Robert Cargill, professor of classics and religious studies, is recognized with Outstanding Outreach and Public Engagement Award

His books and TV appearances bring the ancient Levant to life for audiences
Tuesday, June 1, 2021

Robert Cargill, University of IowaAssociate Professor Robert Cargill of the University of Iowa Departments of Classics and Religious Studies can take you on an esoteric intellectual journey through the ancient Near East, commenting on the arcane scholarly work of his fellow archaeologists and explaining his own high-level research into the discipline's nooks and crannies.

Or Cargill can grab you by the hand and take you with him right into the homes and tombs and temples of people who lived thousands of years ago. That's what he does in his popular 2016 book, The Cities That Built the Bible, and in documentaries on CNN, History, Discovery, and the National Geographic Channel. In recognition of his public scholarship, he was honored with the Outstanding Outreach and Public Engagement Award by the UI College of Liberal Arts and Sciences.

Cargill's expertise and influence as an archaeologist and scholar is celebrated throughout his corner of academia. He earned his PhD from the University of California, Los Angeles, and also holds a Master's of Divinity degree from Pepperdine University. With research interests in Hellenistic/Second Temple Judaism, biblical archaeology, pseudepigrapha and apocrypha, Hebrew and Aramaic, and Melchizedek traditions, he has helped shape his discipline's understanding of the ancient cultures in the lands where the Bible came into being over centuries. He served as editor of Biblical Archaeology Review for three years, and his digital Qumran Visualization Project, a 3D, real-time virtual reconstruction of the site of Qumran (think Dead Sea Scrolls) brought the digital humanities to a new level. His recent published scholarship includes books such as Melchizedek, King of Sodom: How Scribes Invented the Biblical Priest-King (Oxford University Press, 2019) and articles such as “The Rule of Creative Completion: Neofiti’s Use of שכלל,” published in the journal Aramaic Studies. He teaches Biblical Hebrew, Aramaic, Syriac, and Hellenistic Greek, and is the director of graduate studies for the Department of Classics.
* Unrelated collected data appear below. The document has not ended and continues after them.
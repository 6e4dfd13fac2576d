//! Corner-only cube configurations.
//!
//! Corner slots and cubies share the numbering URF, UFL, ULB, UBR, DFR, DLF,
//! DBL, DRB. A configuration stores, per slot, which cubie sits there and its
//! twist (0, 1 or 2, clockwise).

use crate::moves::{Face, Move};

/// Number of corner slots.
pub const NUM_CORNERS: usize = 8;

/// Read access to the corner layer of a puzzle configuration, plus the move
/// primitive the generator drives it with.
pub trait CornerConfiguration: Clone {
    /// Returns `(permutation_label, orientation)` of the cubie in `slot`.
    fn corner(&self, slot: usize) -> (u8, u8);

    /// Returns the configuration reached by applying `mv`.
    fn apply_move(&self, mv: Move) -> Self;
}

/// Permutation and orientation of the 8 corners.
#[derive(Clone, Copy, Debug, PartialEq, Eq, Hash)]
pub struct CornerCube {
    /// `permutation[slot]` is the cubie occupying `slot`.
    pub permutation: [u8; NUM_CORNERS],
    /// `orientation[slot]` is the twist of that cubie.
    pub orientation: [u8; NUM_CORNERS],
}

const URF: u8 = 0;
const UFL: u8 = 1;
const ULB: u8 = 2;
const UBR: u8 = 3;
const DFR: u8 = 4;
const DLF: u8 = 5;
const DBL: u8 = 6;
const DRB: u8 = 7;

/// Clockwise quarter turn of each face, indexed by `Face as usize`.
const BASIC_TURNS: [CornerCube; 6] = [
    // U
    CornerCube {
        permutation: [UBR, URF, UFL, ULB, DFR, DLF, DBL, DRB],
        orientation: [0, 0, 0, 0, 0, 0, 0, 0],
    },
    // R
    CornerCube {
        permutation: [DFR, UFL, ULB, URF, DRB, DLF, DBL, UBR],
        orientation: [2, 0, 0, 1, 1, 0, 0, 2],
    },
    // F
    CornerCube {
        permutation: [UFL, DLF, ULB, UBR, URF, DFR, DBL, DRB],
        orientation: [1, 2, 0, 0, 2, 1, 0, 0],
    },
    // D
    CornerCube {
        permutation: [URF, UFL, ULB, UBR, DLF, DBL, DRB, DFR],
        orientation: [0, 0, 0, 0, 0, 0, 0, 0],
    },
    // L
    CornerCube {
        permutation: [URF, ULB, DBL, UBR, DFR, UFL, DLF, DRB],
        orientation: [0, 1, 2, 0, 0, 2, 1, 0],
    },
    // B
    CornerCube {
        permutation: [URF, UFL, UBR, DRB, DFR, DLF, ULB, DBL],
        orientation: [0, 0, 1, 2, 0, 0, 2, 1],
    },
];

impl CornerCube {
    /// The solved configuration.
    pub const SOLVED: CornerCube = CornerCube {
        permutation: [URF, UFL, ULB, UBR, DFR, DLF, DBL, DRB],
        orientation: [0; NUM_CORNERS],
    };

    /// Composes `self` with `other`: the result is `self` followed by `other`.
    #[inline]
    pub fn multiply(&self, other: &CornerCube) -> CornerCube {
        let mut result = CornerCube::SOLVED;
        for slot in 0..NUM_CORNERS {
            let source = other.permutation[slot] as usize;
            result.permutation[slot] = self.permutation[source];
            result.orientation[slot] = (self.orientation[source] + other.orientation[slot]) % 3;
        }
        result
    }

    /// Applies a sequence of moves starting from `self`.
    pub fn apply_sequence<'a>(&self, moves: impl IntoIterator<Item = &'a Move>) -> CornerCube {
        moves
            .into_iter()
            .fold(*self, |cube, &mv| cube.apply_move(mv))
    }

    /// Checks that the permutation is a permutation of `0..8` and the twists sum to 0 mod 3.
    pub fn is_valid(&self) -> bool {
        let mut seen = [false; NUM_CORNERS];
        for &label in &self.permutation {
            let label = label as usize;
            if label >= NUM_CORNERS || seen[label] {
                return false;
            }
            seen[label] = true;
        }
        self.orientation.iter().all(|&twist| twist < 3)
            && self.orientation.iter().map(|&twist| twist as u32).sum::<u32>() % 3 == 0
    }
}

impl Default for CornerCube {
    fn default() -> Self {
        CornerCube::SOLVED
    }
}

impl CornerConfiguration for CornerCube {
    #[inline]
    fn corner(&self, slot: usize) -> (u8, u8) {
        (self.permutation[slot], self.orientation[slot])
    }

    #[inline]
    fn apply_move(&self, mv: Move) -> Self {
        let turn = &BASIC_TURNS[mv.face() as usize];
        let mut cube = *self;
        for _ in 0..mv.quarter_turns() {
            cube = cube.multiply(turn);
        }
        cube
    }
}

/// Returns the clockwise quarter turn of `face` as a configuration.
pub fn basic_turn(face: Face) -> CornerCube {
    BASIC_TURNS[face as usize]
}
Cargill loves conducting research into and teaching about these ancient topics, and is proud to be a scholar on the UI faculty. But he is also a public scholar who loves talking to non-academics about his findings—after all, these cultures shaped our own in big ways. From their religions, philosophies, civic structures, and economic life to inventing writing, paper, and agriculture, these peoples have influenced our basic assumptions about modern life. And Cargill is thrilled when he is able to ignite the imaginations of those who don't dwell in the proverbial ivory towers of the academy, but are simply curious about the world around them.

The Cities that Built the Bible (HarperOne, 2016) has been published in paperback and multiple foreign languages, and Cargill has often brought his knowledge to television screens. He has been featured as an expert on programs such as "Good Morning America", "Inside Edition", and "Newsday." He has served as a consultant and contributor for History's "Jesus: His Life," as the Jerusalem host for CNN's "Finding Jesus," as consulting producer on History's "Bible Secrets Revealed," as host of the National Geographic Channel documentary "Writing the Dead Sea Scrolls," and will be featured on the forthcoming CNN documentary series "Jerusalem: City of Faith and Fury." You can also find him on YouTube and Twitter as the "XKV8R." In addition, Cargill has regularly led both students and interested members of the public on archaeological digs in and around Jerusalem, providing glimpses not just into the city's ancient times, but also into the bustling, modern-day Jerusalem.

For all of his work in making the arcane accessible, the College of Liberal Arts and Sciences is proud to recognize Professor Robert Cargill with the Outstanding Outreach and Public Engagement Award.

The University of Iowa College of Liberal Arts and Sciences offers about 70 majors across the humanities; fine, performing and literary arts; natural and mathematical sciences; social and behavioral sciences; and communication disciplines. About 15,000 undergraduate and nearly 2,000 graduate students study each year in the college’s 37 departments, led by faculty at the forefront of teaching and research in their disciplines. The college teaches all Iowa undergraduates through the college's general education program, CLAS CORE. About 80 percent of all Iowa undergraduates begin their academic journey in CLAS. The college confers about 60 percent of the university's bachelor's degrees each academic year.